#### [What is expected]
Print all of the records below again without a single difference.

::: Input material :::

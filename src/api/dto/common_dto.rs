//! Shared DTO types used across multiple endpoints.

use serde::{Deserialize, Serialize};
use utoipa::{IntoParams, ToSchema};

/// Pagination query parameters for list endpoints.
#[derive(Debug, Clone, Deserialize, IntoParams)]
pub struct PaginationParams {
    /// Page number (1-indexed). Defaults to 1.
    #[serde(default = "default_page")]
    pub page: u32,
    /// Items per page (max 100). Defaults to 20.
    #[serde(default = "default_per_page")]
    pub per_page: u32,
}

/// Pagination metadata included in list responses.
#[derive(Debug, Clone, Serialize, ToSchema)]
pub struct PaginationMeta {
    /// Current page number.
    pub page: u32,
    /// Items per page.
    pub per_page: u32,
    /// Total number of items.
    pub total: u32,
    /// Total number of pages.
    pub total_pages: u32,
}

fn default_page() -> u32 {
    1
}

fn default_per_page() -> u32 {
    20
}

impl PaginationParams {
    /// Clamps `per_page` to the allowed maximum of 100.
    #[must_use]
    pub fn clamped(&self) -> Self {
        Self {
            page: self.page.max(1),
            per_page: self.per_page.clamp(1, 100),
        }
    }
}
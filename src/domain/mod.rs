//! Domain layer: core types, ledger stores, and the event system.
//!
//! This module contains the server-side domain model: typed identifiers,
//! the entity records (users, tasks, transactions, withdrawal requests,
//! settings), the event bus for broadcasting state changes, and the
//! concurrent stores the ledger service mutates.

pub mod event_bus;
pub mod ledger_event;
pub mod settings;
pub mod task;
pub mod task_catalog;
pub mod transaction;
pub mod transaction_log;
pub mod user;
pub mod user_id;
pub mod user_registry;
pub mod withdrawal;
pub mod withdrawal_queue;

pub use event_bus::EventBus;
pub use ledger_event::LedgerEvent;
pub use settings::AdminSettings;
pub use task::{Task, TaskDraft, TaskId};
pub use task_catalog::TaskCatalog;
pub use transaction::{Transaction, TransactionKind};
pub use transaction_log::TransactionLog;
pub use user::{TaskProgress, User, WalletUpdate, WithdrawalStatus};
pub use user_id::UserId;
pub use user_registry::UserRegistry;
pub use withdrawal::{RequestStatus, WithdrawalDecision, WithdrawalRequest};
pub use withdrawal_queue::WithdrawalQueue;
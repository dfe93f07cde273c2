//! Public task listing.

use axum::extract::State;
use axum::response::IntoResponse;
use axum::routing::get;
use axum::{Json, Router};

use crate::app_state::AppState;
use crate::domain::Task;

/// `GET /tasks` — The full task sequence in creation order.
#[utoipa::path(
    get,
    path = "/api/v1/tasks",
    tag = "Tasks",
    summary = "List tasks",
    description = "Returns every task in creation order. Not paginated; the catalog is small by design.",
    responses(
        (status = 200, description = "Task list", body = Vec<Task>),
    )
)]
pub async fn list_tasks(State(state): State<AppState>) -> impl IntoResponse {
    Json(state.ledger.list_tasks().await)
}

/// Task routes.
pub fn routes() -> Router<AppState> {
    Router::new().route("/tasks", get(list_tasks))
}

:::

#### [Solution to the exercise]
filename src/api/dto/common_dto.rs
//! Shared DTO types used across multiple endpoints.

use serde::{Deserialize, Serialize};
use utoipa::{IntoParams, ToSchema};

/// Pagination query parameters for list endpoints.
#[derive(Debug, Clone, Deserialize, IntoParams)]
pub struct PaginationParams {
    /// Page number (1-indexed). Defaults to 1.
    #[serde(default = "default_page")]
    pub page: u32,
    /// Items per page (max 100). Defaults to 20.
    #[serde(default = "default_per_page")]
    pub per_page: u32,
}

/// Pagination metadata included in list responses.
#[derive(Debug, Clone, Serialize, ToSchema)]
pub struct PaginationMeta {
    /// Current page number.
    pub page: u32,
    /// Items per page.
    pub per_page: u32,
    /// Total number of items.
    pub total: u32,
    /// Total number of pages.
    pub total_pages: u32,
}

fn default_page() -> u32 {
    1
}

fn default_per_page() -> u32 {
    20
}

impl PaginationParams {
    /// Clamps `per_page` to the allowed maximum of 100.
    #[must_use]
    pub fn clamped(&self) -> Self {
        Self {
            page: self.page.max(1),
            per_page: self.per_page.clamp(1, 100),
        }
    }
}
filename src/domain/mod.rs
//! Domain layer: core types, ledger stores, and the event system.
//!
//! This module contains the server-side domain model: typed identifiers,
//! the entity records (users, tasks, transactions, withdrawal requests,
//! settings), the event bus for broadcasting state changes, and the
//! concurrent stores the ledger service mutates.

pub mod event_bus;
pub mod ledger_event;
pub mod settings;
pub mod task;
pub mod task_catalog;
pub mod transaction;
pub mod transaction_log;
pub mod user;
pub mod user_id;
pub mod user_registry;
pub mod withdrawal;
pub mod withdrawal_queue;

pub use event_bus::EventBus;
pub use ledger_event::LedgerEvent;
pub use settings::AdminSettings;
pub use task::{Task, TaskDraft, TaskId};
pub use task_catalog::TaskCatalog;
pub use transaction::{Transaction, TransactionKind};
pub use transaction_log::TransactionLog;
pub use user::{TaskProgress, User, WalletUpdate, WithdrawalStatus};
pub use user_id::UserId;
pub use user_registry::UserRegistry;
pub use withdrawal::{RequestStatus, WithdrawalDecision, WithdrawalRequest};
pub use withdrawal_queue::WithdrawalQueue;
repository dfe93f07cde273c2
//! Public task listing.

use axum::extract::State;
use axum::response::IntoResponse;
use axum::routing::get;
use axum::{Json, Router};

use crate::app_state::AppState;
use crate::domain::Task;

/// `GET /tasks` — The full task sequence in creation order.
#[utoipa::path(
    get,
    path = "/api/v1/tasks",
    tag = "Tasks",
    summary = "List tasks",
    description = "Returns every task in creation order. Not paginated; the catalog is small by design.",
    responses(
        (status = 200, description = "Task list", body = Vec<Task>),
    )
)]
pub async fn list_tasks(State(state): State<AppState>) -> impl IntoResponse {
    Json(state.ledger.list_tasks().await)
}

/// Task routes.
pub fn routes() -> Router<AppState> {
    Router::new().route("/tasks", get(list_tasks))
}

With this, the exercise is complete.